Olympics 2008 News

Samaranch's legacy should be reviewed, his son says

By Sebastian Fest Apr 20, 2011, 8:16 GMT

Madrid - Juan Antonio Samaranch Junior always carried the weight of being the son of one of the most influential men in world sport.

Now, a year after the death of the former president of the International Olympic Committee (IOC), he asks for a review of some of the reforms that were launched by his father during 1998-2001.

Samaranch was head of the IOC between 1980 and 2001.

'By 2011, reform done in 2000 should be subjected to review,' Samaranch told the German Press Agency dpa in an interview.

His father died in Barcelona on April 21, 2010. A year later, Samaranch Junior's proposed changes mainly target the taboo around IOC member visits to cities that are bidding to host Olympic Games.

A corruption scandal around visits to bidding cities that broke out in 1999 came close to bringing down Samaranch himself. The case - which marked the toughest time in his 21 years at the head of the IOC - was solved with the expulsion from the IOC of several members, and with a strict ban on member visits to bidding cities.

From then on, visits are to be carried out by 'evaluating commissions.' It was the end of the luxurious travelling, gifts and favours with which bidding cities had previously sought to earn the votes of IOC members.

Things changed, but the final decision is still up to individual members of the IOC: it is they who vote to choose a host city. For Samaranch Junior, 51, one of Spain's two members in the IOC, there is a contradiction in this.

'The issue of visits to cities is something that needs to be re- regulated,' he says.

A meeting with representatives of bidding cities in Lausanne a few weeks before the vote is 'a very big step forward,' he says, but it is not enough.

'In many cases it is still difficult to vote, to get an idea without having physically seen the facilities and the country,' Samaranch complains.

Improvements should be made, he insists, because the process is decisive for many issues that are discussed within the IOC.

A vice president of the International Modern Pentathlon Union, he thinks the world is now quite different from what it was in 1999.

Change is needed, he says, even if it cannot be done in time for the 2018 Winter Olympics. A decision is to be made on those on July 6 in Durban, South Africa, among bids from the French city of Annecy, the German city of Munich and the South Korean city of Pyeongchang.

'We are in a different world, with a lot more information and transparency. There is a way to do it. Visits can be done in such a way that they are not personal, freely-chosen visits, so that there is every guarantee for it to be a normal process,' Samaranch Junior stresses.

He says he misses his father as a 'source of experience and knowledge.' And he praises his work at the head of the IOC.

'The creation of the World Anti-Doping Agency, the creation of the Court of Arbitration for Sport, the promotion of women and athletes,' he lists his father's legacy.

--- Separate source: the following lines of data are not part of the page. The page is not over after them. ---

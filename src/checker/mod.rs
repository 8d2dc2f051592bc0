// src/checker/mod.rs
// =============================================================================
// This module is everything the crawler needs from the network.
//
// Submodules:
// - fetch: The Fetcher trait the crawl engine talks to, plus its error types
// - http: The reqwest-backed Fetcher used by the real binary
// - html: Extracts href/src values from HTML pages
//
// This file (mod.rs) is the module root - it ties everything together and
// exports the public API that other parts of our application can use.
// =============================================================================

mod fetch;
mod html;
mod http;

// Re-export public items from submodules
// This lets users write `checker::HttpFetcher` instead of
// `checker::http::HttpFetcher`
pub use fetch::{FetchError, FetchedPage, Fetcher, TransportError};
pub use html::{ExtractedLink, LinkKind};
pub use http::HttpFetcher;
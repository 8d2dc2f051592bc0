// src/report.rs
// =============================================================================
// Turning the ordered crawl results into something a person can read.
//
// Two outputs:
// - A ReportSink, which durably records the report (TextFileSink writes one
//   line per URL, e.g. "Err:true, 404 - Not Found :\thttp://...")
// - Console output: a table with a summary, or JSON with --json (the
//   settings the crawl ran with plus the ordered entries)
// =============================================================================

use crate::config::{CrawlConfig, ResourcePolicy, ScopePolicy};
use crate::crawl::{CrawlSummary, Outcome, ResultEntry};
use serde::Serialize;
use std::fs::File;
use std::io::{self, BufWriter, Write};
use std::path::{Path, PathBuf};
use thiserror::Error;

#[derive(Debug, Error)]
#[error("could not write report to {}: {source}", .path.display())]
pub struct SinkError {
    path: PathBuf,
    #[source]
    source: io::Error,
}

/// Somewhere the final report can be recorded.
pub trait ReportSink {
    fn write_report(&mut self, entries: &[ResultEntry]) -> Result<(), SinkError>;
}

/// Writes the report as a line-oriented text file, replacing any old one.
pub struct TextFileSink {
    path: PathBuf,
}

impl TextFileSink {
    pub fn new(path: impl Into<PathBuf>) -> Self {
        Self { path: path.into() }
    }

    pub fn path(&self) -> &Path {
        &self.path
    }
}

impl ReportSink for TextFileSink {
    fn write_report(&mut self, entries: &[ResultEntry]) -> Result<(), SinkError> {
        let wrap = |source| SinkError {
            path: self.path.clone(),
            source,
        };

        let file = File::create(&self.path).map_err(wrap)?;
        let mut writer = BufWriter::new(file);
        write_lines(&mut writer, entries).map_err(wrap)?;
        writer.flush().map_err(wrap)
    }
}

/// One line per entry: error flag, status code, status text, URL.
pub fn write_lines<W: Write>(writer: &mut W, entries: &[ResultEntry]) -> io::Result<()> {
    for entry in entries {
        writeln!(
            writer,
            "Err:{}, {} - {} :\t{}",
            entry.outcome.is_error, entry.outcome.status_code, entry.outcome.status_text, entry.url
        )?;
    }
    Ok(())
}

/// Shape of the --json output
#[derive(Debug, Serialize)]
struct JsonReport<'a> {
    seed: &'a str,
    scope: ScopePolicy,
    resources: ResourcePolicy,
    max_depth: usize,
    cancelled: bool,
    abandoned: usize,
    entries: &'a [ResultEntry],
}

pub fn json_report(summary: &CrawlSummary, config: &CrawlConfig) -> serde_json::Result<String> {
    let report = JsonReport {
        seed: config.seed.as_str(),
        scope: config.scope,
        resources: config.resources,
        max_depth: config.max_depth,
        cancelled: summary.cancelled,
        abandoned: summary.abandoned,
        entries: &summary.entries,
    };
    serde_json::to_string_pretty(&report)
}

/// Prints the results either as a table or JSON
pub fn print_results(
    summary: &CrawlSummary,
    config: &CrawlConfig,
    json: bool,
) -> serde_json::Result<()> {
    if json {
        let json_output = json_report(summary, config)?;
        println!("{}", json_output);
    } else {
        print_table(summary);
    }
    Ok(())
}

// Prints results as a human-readable table in the terminal
fn print_table(summary: &CrawlSummary) {
    println!("{:<60} {:<8} {:<30}", "URL", "STATUS", "MESSAGE");
    println!("{}", "=".repeat(98));

    for entry in &summary.entries {
        println!(
            "{:<60} {:<8} {:<30}",
            truncate_url(&entry.url, 57),
            format_status(&entry.outcome),
            entry.outcome.status_text
        );
    }

    println!();

    let broken = summary.error_count();
    println!("📊 Summary:");
    println!("   ✅ OK: {}", summary.entries.len() - broken);
    println!("   ❌ Broken: {}", broken);
    println!("   📋 Total: {}", summary.entries.len());
    if summary.cancelled {
        println!(
            "   ⏱️  Deadline reached: {} admitted URL(s) were not checked",
            summary.abandoned
        );
    }
}

fn format_status(outcome: &Outcome) -> String {
    let code = match outcome.status_code {
        0 => "---".to_string(),
        code => code.to_string(),
    };
    let mark = if outcome.is_error { "❌" } else { "✅" };
    format!("{} {}", mark, code)
}

// Truncate on a char boundary so multi-byte URLs don't panic
fn truncate_url(url: &str, max_chars: usize) -> String {
    if url.chars().count() > max_chars {
        let head: String = url.chars().take(max_chars).collect();
        format!("{}...", head)
    } else {
        url.to_string()
    }
}

#[cfg(test)]
mod tests {
    use super::*;
    use crate::checker::TransportError;

    fn entries() -> Vec<ResultEntry> {
        vec![
            ResultEntry {
                url: "http://example.test/missing".to_string(),
                outcome: Outcome::from_status(404, "Not Found", 203),
            },
            ResultEntry {
                url: "http://example.test/".to_string(),
                outcome: Outcome::from_status(200, "OK", 203),
            },
        ]
    }

    #[test]
    fn test_line_format() {
        let mut out = Vec::new();
        write_lines(&mut out, &entries()).unwrap();
        let text = String::from_utf8(out).unwrap();
        assert_eq!(
            text,
            "Err:true, 404 - Not Found :\thttp://example.test/missing\n\
             Err:false, 200 - OK :\thttp://example.test/\n"
        );
    }

    #[test]
    fn test_text_file_sink() {
        let dir = tempfile::tempdir().unwrap();
        let mut sink = TextFileSink::new(dir.path().join("results.txt"));
        sink.write_report(&entries()).unwrap();

        let written = std::fs::read_to_string(sink.path()).unwrap();
        assert_eq!(written.lines().count(), 2);
        assert!(written.starts_with("Err:true, 404"));
    }

    #[test]
    fn test_sink_error_is_reported() {
        let dir = tempfile::tempdir().unwrap();
        let mut sink = TextFileSink::new(dir.path().join("no/such/dir/results.txt"));
        let err = sink.write_report(&entries()).unwrap_err();
        assert!(err.to_string().contains("results.txt"));
    }

    #[test]
    fn test_json_shape() {
        let json = serde_json::to_value(&entries()[0]).unwrap();
        assert_eq!(json["url"], "http://example.test/missing");
        assert_eq!(json["status_code"], 404);
        assert_eq!(json["is_error"], true);
    }

    #[test]
    fn test_json_report_carries_settings() {
        let config = CrawlConfig::new("https://example.test/docs/")
            .unwrap()
            .with_scope(ScopePolicy::Endpoint)
            .with_max_depth(1);
        let summary = CrawlSummary {
            entries: entries(),
            admitted: 3,
            abandoned: 1,
            cancelled: true,
            elapsed: std::time::Duration::from_secs(1),
        };

        let json: serde_json::Value =
            serde_json::from_str(&json_report(&summary, &config).unwrap()).unwrap();
        assert_eq!(json["seed"], "https://example.test/docs/");
        assert_eq!(json["scope"], "endpoint");
        assert_eq!(json["resources"], "expand");
        assert_eq!(json["max_depth"], 1);
        assert_eq!(json["cancelled"], true);
        assert_eq!(json["abandoned"], 1);
        assert_eq!(json["entries"][0]["status_code"], 404);
        assert_eq!(json["entries"][1]["url"], "http://example.test/");
    }

    #[test]
    fn test_format_status() {
        assert_eq!(format_status(&Outcome::from_status(200, "OK", 203)), "✅ 200");
        assert_eq!(
            format_status(&Outcome::from_transport(&TransportError::Dns)),
            "❌ ---"
        );
    }

    #[test]
    fn test_truncate_url() {
        assert_eq!(truncate_url("http://a.test/", 57), "http://a.test/");
        assert_eq!(truncate_url("http://a.test/ünïcode", 10), "http://a.t...");
    }
}
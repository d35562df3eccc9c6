// Copyright (c) 2025 Fabstir
// SPDX-License-Identifier: BUSL-1.1
use serde::{Deserialize, Serialize};
use std::collections::HashMap;
use std::fmt;

use crate::chat::ChatError;
use crate::completion::CompletionError;
use crate::embeddings::EmbeddingError;
use crate::ocr::OcrError;
use crate::rag::RetrievalError;
use crate::session::SessionError;
use crate::storage::StorageError;

#[derive(Debug, Clone, Serialize, Deserialize, PartialEq)]
pub struct ErrorResponse {
    pub error_type: String,
    pub message: String,
    pub request_id: Option<String>,
    pub details: Option<HashMap<String, serde_json::Value>>,
}

#[derive(Debug, Clone)]
pub enum ApiError {
    NotFound(String),
    InvalidRequest(String),
    ValidationError {
        field: String,
        message: String,
    },
    Unauthorized(String),
    ServiceUnavailable(String),
    /// The completion or OCR service failed
    Upstream {
        status: Option<u16>,
        message: String,
    },
    InternalError(String),
}

impl ApiError {
    pub fn to_response(&self, request_id: Option<String>) -> ErrorResponse {
        let (error_type, message, details) = match self {
            ApiError::NotFound(msg) => ("not_found", msg.clone(), None),
            ApiError::InvalidRequest(msg) => ("invalid_request", msg.clone(), None),
            ApiError::ValidationError { field, message } => {
                let mut details = HashMap::new();
                details.insert(
                    "field".to_string(),
                    serde_json::Value::String(field.clone()),
                );
                ("validation_error", message.clone(), Some(details))
            }
            ApiError::Unauthorized(msg) => ("unauthorized", msg.clone(), None),
            ApiError::ServiceUnavailable(msg) => ("service_unavailable", msg.clone(), None),
            ApiError::Upstream { status, message } => {
                let details = status.map(|status| {
                    let mut details = HashMap::new();
                    details.insert(
                        "upstream_status".to_string(),
                        serde_json::Value::Number(status.into()),
                    );
                    details
                });
                ("upstream_error", message.clone(), details)
            }
            ApiError::InternalError(msg) => ("internal_error", msg.clone(), None),
        };

        ErrorResponse {
            error_type: error_type.to_string(),
            message,
            request_id,
            details,
        }
    }

    pub fn status_code(&self) -> u16 {
        match self {
            ApiError::NotFound(_) => 404,
            ApiError::InvalidRequest(_) | ApiError::ValidationError { .. } => 400,
            ApiError::Unauthorized(_) => 401,
            ApiError::ServiceUnavailable(_) => 503,
            ApiError::Upstream { .. } => 502,
            ApiError::InternalError(_) => 500,
        }
    }
}

impl fmt::Display for ApiError {
    fn fmt(&self, f: &mut fmt::Formatter<'_>) -> fmt::Result {
        match self {
            ApiError::NotFound(msg) => write!(f, "Not found: {}", msg),
            ApiError::InvalidRequest(msg) => write!(f, "Invalid request: {}", msg),
            ApiError::ValidationError { field, message } => {
                write!(f, "Validation error for {}: {}", field, message)
            }
            ApiError::Unauthorized(msg) => write!(f, "Unauthorized: {}", msg),
            ApiError::ServiceUnavailable(msg) => write!(f, "Service unavailable: {}", msg),
            ApiError::Upstream { message, .. } => write!(f, "Upstream error: {}", message),
            ApiError::InternalError(msg) => write!(f, "Internal error: {}", msg),
        }
    }
}

impl std::error::Error for ApiError {}

impl From<EmbeddingError> for ApiError {
    fn from(err: EmbeddingError) -> Self {
        match err {
            EmbeddingError::ModelLoad(_) | EmbeddingError::NotReady(_) => {
                ApiError::ServiceUnavailable(err.to_string())
            }
            _ => ApiError::InternalError(err.to_string()),
        }
    }
}

impl From<RetrievalError> for ApiError {
    fn from(err: RetrievalError) -> Self {
        match err {
            RetrievalError::Embedding(inner) => inner.into(),
            other => ApiError::InternalError(other.user_message()),
        }
    }
}

impl From<ChatError> for ApiError {
    fn from(err: ChatError) -> Self {
        let field = match err {
            ChatError::EmptyQuery => "message",
            _ => "fields",
        };
        ApiError::ValidationError {
            field: field.to_string(),
            message: err.to_string(),
        }
    }
}

impl From<CompletionError> for ApiError {
    fn from(err: CompletionError) -> Self {
        match err {
            CompletionError::MissingCredential => ApiError::Unauthorized(err.to_string()),
            CompletionError::UpstreamStatus { status, message } => ApiError::Upstream {
                status: Some(status),
                message,
            },
            other => ApiError::Upstream {
                status: None,
                message: other.to_string(),
            },
        }
    }
}

impl From<StorageError> for ApiError {
    fn from(err: StorageError) -> Self {
        match err {
            StorageError::InvalidKey(_) => ApiError::InvalidRequest(err.to_string()),
            other => ApiError::InternalError(other.to_string()),
        }
    }
}

impl From<OcrError> for ApiError {
    fn from(err: OcrError) -> Self {
        match err {
            OcrError::Image { page, source } => ApiError::ValidationError {
                field: format!("images[{}]", page),
                message: source.to_string(),
            },
            OcrError::Recognition { .. } => ApiError::Upstream {
                status: None,
                message: err.to_string(),
            },
            OcrError::Rasterization(_) => ApiError::InternalError(err.to_string()),
        }
    }
}

impl From<SessionError> for ApiError {
    fn from(err: SessionError) -> Self {
        match err {
            SessionError::InvalidId(id) => ApiError::ValidationError {
                field: "id".to_string(),
                message: format!("invalid session id '{}'", id),
            },
            SessionError::Embedding(e) => e.into(),
            SessionError::Retrieval(e) => e.into(),
            SessionError::Chat(e) => e.into(),
            SessionError::Completion(e) => e.into(),
            SessionError::Storage(e) => e.into(),
            SessionError::Ocr(e) => e.into(),
            SessionError::InvalidExtraction(_) => ApiError::Upstream {
                status: None,
                message: err.to_string(),
            },
        }
    }
}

In his last public appearance, in October 2009, Samaranch Senior asked members of the IOC to vote for Madrid as host of the 2016 Olympics. He said he was 'near the end' of his life, and seeing Madrid host the Games would fill him with joy.

In contrast, former FIFA president Joao Havelange opted to invite IOC members to his 100th birthday in 2016 on Copacabana Beach. Several members of the IOC did not like Samaranch mixing the vote with his approaching death, and the Games went to Rio de Janeiro.

But Samaranch Junior does not think that his father made a strategic mistake.

'I think it was an act of infinite generosity of my father's towards Madrid. He gave it the last he had in life, a very personal request,' he says.